The author begins by emphasizing the report of Curtis Munson completed just prior to Pearl Harbor. Munson declared that the Japanese Americans were loyalthere was “no Japanese problem.” However, Weglyn claims, the government’s “wartime suppression” of the report kept its favorable picture of the Japanese Americans from the public; “the citizenry was denied the known facts, public opinion skillfully manipulated, and a cruel and massive governmental hoax enacted.” One wonders if the publication of a single report as ambiguous as Munson’s would have altered the racism and fears of those early days of the war.

The author then advances the provocative idea that the government might have rounded up Japanese Americans in order to use them as a “hostage reserve” to insure “more considerate treatment” of Americans held by the Japanese. Although she identifies this thought as a “personal conjecture,” it later becomes a “fact.” However, in conjunction with this idea, she traces the round up of the Japanese who lived outside the United States-a story seldom told in other accounts.

Weglyn is also successful in describing in detail the terrible conditions at the camp at Tule Lake, California where the government placed dissident Japanese Americans. Especially fascinating is her emphasis on the attempt of “underground activists” at Tule Lake to inform the Japanese government of their plight by sending messages via the Spanish government.

Finally, Weglyn adds to our knowledge by following carefully the attempts of Ernest Besig, the Director of the Northern California ACLU, and attorney Wayne Collins to improve conditions at Tule Lake and to aid those Japanese Americans who renounced their American citizenship. Collins fought until 1968 to win his battle to save many of the renunciants from deportation and to restore their citizenship.

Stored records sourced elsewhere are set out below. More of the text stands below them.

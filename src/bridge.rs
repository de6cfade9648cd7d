//! Host bridge
//!
//! The host talks to the editor surface through JSON messages. Requests
//! and events are `type`-tagged objects, one per line on the stdio host:
//!
//! ```text
//! {"type":"command","action":"toggleBold"}
//! {"type":"key","key":"/","mod":false,"shift":false}
//! {"type":"contentChanged","markdown":"/","timestamp":1700000000000}
//! ```
//!
//! [`SurfaceHandle`] is the cross-thread entry point. Calls are serviced
//! one at a time under a mutex, so a second call waits for the first to
//! finish and mutations never interleave.

use crate::editor::{
    Anchor, Command, CommandRequest, ContentChangeEvent, EditorState, EditorSurface,
    HistoryAction, Key, KeyEvent, Modifiers, Outcome, PaletteItem, Selection,
};
use crate::error::{Error, Result};
use log::{debug, warn};
use serde::{Deserialize, Serialize};
use serde_json::{Map, Value};
use std::sync::{Arc, Mutex};

// ─────────────────────────────────────────────────────────────────────────────
// Messages
// ─────────────────────────────────────────────────────────────────────────────

/// A call from the host.
#[derive(Debug, Clone, PartialEq, Serialize, Deserialize)]
#[serde(tag = "type", rename_all = "camelCase")]
pub enum BridgeRequest {
    /// Host command. `url` answers the link prompt for `insertLink`.
    Command {
        action: String,
        #[serde(default, skip_serializing_if = "Option::is_none")]
        data: Option<Map<String, Value>>,
        #[serde(default, skip_serializing_if = "Option::is_none")]
        url: Option<String>,
    },
    /// A palette item was picked
    Palette { id: String },
    Key {
        key: String,
        #[serde(default, rename = "mod")]
        command: bool,
        #[serde(default)]
        shift: bool,
    },
    /// Text typed or composed by the input method
    Input { text: String },
    Select { start: usize, end: usize },
    /// Ask for a saved-state snapshot
    State,
    Restore { state: EditorState },
    Html,
}

/// A message to the host.
#[derive(Debug, Clone, PartialEq, Serialize, Deserialize)]
#[serde(tag = "type", rename_all = "camelCase")]
pub enum BridgeEvent {
    ContentChanged { markdown: String, timestamp: u64 },
    /// Reply to `getContent`
    Content { markdown: String },
    State { state: EditorState },
    Html { html: String },
    /// Palette shown, moved or hidden. `items` is filled while visible.
    Palette {
        visible: bool,
        #[serde(default, skip_serializing_if = "Option::is_none")]
        anchor: Option<Anchor>,
        #[serde(default, skip_serializing_if = "Vec::is_empty")]
        items: Vec<PaletteEntry>,
    },
    /// Undo/redo for the host's native history
    History { action: String },
    Error { message: String },
}

/// A palette row as the host draws it.
#[derive(Debug, Clone, PartialEq, Eq, Serialize, Deserialize)]
pub struct PaletteEntry {
    pub id: String,
    pub label: String,
    pub icon: String,
}

impl From<&PaletteItem> for PaletteEntry {
    fn from(item: &PaletteItem) -> Self {
        Self {
            id: item.id().to_string(),
            label: item.label().to_string(),
            icon: item.icon().to_string(),
        }
    }
}

impl From<&ContentChangeEvent> for BridgeEvent {
    fn from(event: &ContentChangeEvent) -> Self {
        BridgeEvent::ContentChanged {
            markdown: event.serialized_content.clone(),
            timestamp: event.timestamp_millis,
        }
    }
}

impl From<&Error> for BridgeEvent {
    fn from(err: &Error) -> Self {
        BridgeEvent::Error {
            message: err.to_string(),
        }
    }
}

impl BridgeEvent {
    pub fn to_json(&self) -> Result<String> {
        Ok(serde_json::to_string(self)?)
    }
}

// ─────────────────────────────────────────────────────────────────────────────
// Surface Handle
// ─────────────────────────────────────────────────────────────────────────────

/// Shared, serialized access to an [`EditorSurface`].
///
/// Observers registered on the surface run while the handle's lock is
/// held; they must not call back into the same handle.
#[derive(Debug, Clone)]
pub struct SurfaceHandle {
    inner: Arc<Mutex<EditorSurface>>,
}

impl SurfaceHandle {
    pub fn new(surface: EditorSurface) -> Self {
        Self {
            inner: Arc::new(Mutex::new(surface)),
        }
    }

    /// Run `f` with exclusive access to the surface.
    ///
    /// A poisoned lock means an earlier call panicked mid-flight; the call
    /// is reported as not delivered.
    pub fn with<R, F>(&self, f: F) -> Result<R>
    where
        F: FnOnce(&mut EditorSurface) -> Result<R>,
    {
        let mut surface = self.inner.lock().map_err(|_| Error::BridgeClosed)?;
        f(&mut surface)
    }

    /// Parse one JSON line and handle it. Failures become an `error` event.
    pub fn handle_line(&self, line: &str) -> Vec<BridgeEvent> {
        let result = serde_json::from_str::<BridgeRequest>(line)
            .map_err(Error::from)
            .and_then(|request| self.handle(request));

        match result {
            Ok(replies) => replies,
            Err(err) => {
                warn!("Bridge request failed: {}", err);
                vec![BridgeEvent::from(&err)]
            }
        }
    }

    /// Handle one request and return the replies for the host.
    ///
    /// Content change events are not part of the replies; they reach the
    /// host through the surface's subscribers.
    pub fn handle(&self, request: BridgeRequest) -> Result<Vec<BridgeEvent>> {
        self.with(|surface| {
            let palette_before = surface.palette().state();
            let mut replies = Vec::new();

            match request {
                BridgeRequest::Command { action, data, url } => {
                    let command = resolve_command(CommandRequest { action, data }, url)?;
                    let outcome = surface.execute_command(&command)?;
                    replies.extend(outcome_reply(outcome));
                }
                BridgeRequest::Palette { id } => {
                    surface.execute_palette_item(&id)?;
                }
                BridgeRequest::Key {
                    key,
                    command,
                    shift,
                } => {
                    let key = Key::parse(&key)
                        .ok_or_else(|| Error::invalid_command(format!("unknown key '{}'", key)))?;
                    let event = KeyEvent::new(key, Modifiers { command, shift });
                    let outcome = surface.handle_key(&event)?;
                    replies.extend(outcome_reply(outcome));
                }
                BridgeRequest::Input { text } => {
                    surface.handle_input(&text)?;
                }
                BridgeRequest::Select { start, end } => {
                    surface.set_selection(Selection::new(start, end))?;
                }
                BridgeRequest::State => {
                    replies.push(BridgeEvent::State {
                        state: surface.save_state()?,
                    });
                }
                BridgeRequest::Restore { state } => {
                    surface.restore_state(&state)?;
                }
                BridgeRequest::Html => {
                    replies.push(BridgeEvent::Html {
                        html: surface.html()?,
                    });
                }
            }

            let palette = surface.palette();
            if palette.state() != palette_before {
                debug!("palette visible: {}", palette.is_visible());
                let items = if palette.is_visible() {
                    palette.items().iter().map(PaletteEntry::from).collect()
                } else {
                    Vec::new()
                };
                replies.push(BridgeEvent::Palette {
                    visible: palette.is_visible(),
                    anchor: palette.anchor(),
                    items,
                });
            }
            Ok(replies)
        })
    }
}

/// Build the typed command, filling the link URL from the request.
fn resolve_command(request: CommandRequest, url: Option<String>) -> Result<Command> {
    let command = Command::try_from(request)?;
    Ok(match command {
        Command::InsertLink { url: None } => Command::InsertLink { url },
        other => other,
    })
}

fn outcome_reply(outcome: Outcome) -> Option<BridgeEvent> {
    match outcome {
        Outcome::Content(markdown) => Some(BridgeEvent::Content { markdown }),
        Outcome::Delegated(action) => Some(BridgeEvent::History {
            action: match action {
                HistoryAction::Undo => "undo".to_string(),
                HistoryAction::Redo => "redo".to_string(),
            },
        }),
        Outcome::Mutated | Outcome::Unchanged => None,
    }
}

// ─────────────────────────────────────────────────────────────────────────────
// Tests
// ─────────────────────────────────────────────────────────────────────────────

Weglyn, a theatrical costume designer, has consulted an extensive list of primary and secondary sources. She concentrates on Federal records, legal cases, and on special collections at the University of California at Berkeley and Los Angeles.

Unfortunately, Weglyn sometimes misuses her sources. While few would argue seriously with her general conclusions (the government’s racial and political motivation, the violation of constitutional principles, and the negative effects of the camps on the Japanese Americans), the author occasionally overstates her case or accepts conjecture or circumstantial evidence as certain proof. For example, did the “fate of our nation swing in the balance” during January and February 1942? Was the plan to resettle Japanese Americans from the camps to jobs in the Midwest and East encouraged simply “to cut camp expenditures”? What policy toward the Japanese Americans might Roosevelt have followed? Weglyn first writes that the “revered and charismatic” Roosevelt should have expressed “humane sentiments” and thereby led positively the public. Then she remarks that because of the war and hostile public opinion, the president “of necessity” maintained silence. And, in yet another example, did the Japanese government because of the “riot” at Tule Lake call “an abrupt halt to prisoner-exchange negotiations”?

The author does not explain clearly the shift in 1944 of the government’s attitude toward the Japanese Americans. “Tolerance and American-style fair play,” she writes, grew only because the army feared that continued “nativist passion” might lead “the enemy to retaliate on captive U.S. nationals…… Finally, did Roosevelt order the detention and exclusion programs to end only after the presidential election of 1944? Weglyn advances circumstantial evidence to support this charge. Here and elsewhere she relies on single factors to explain complex events.

Despite her sometimes uncertain use of sources and her tendency to view the experience in the concentration camps through the distrust of government engendered by Watergate, Weglyn movingly retells a dramatic story. She has achieved her most significant aims in writing: she forcefully reminds us of past injustice and of the fragility of our civil liberties.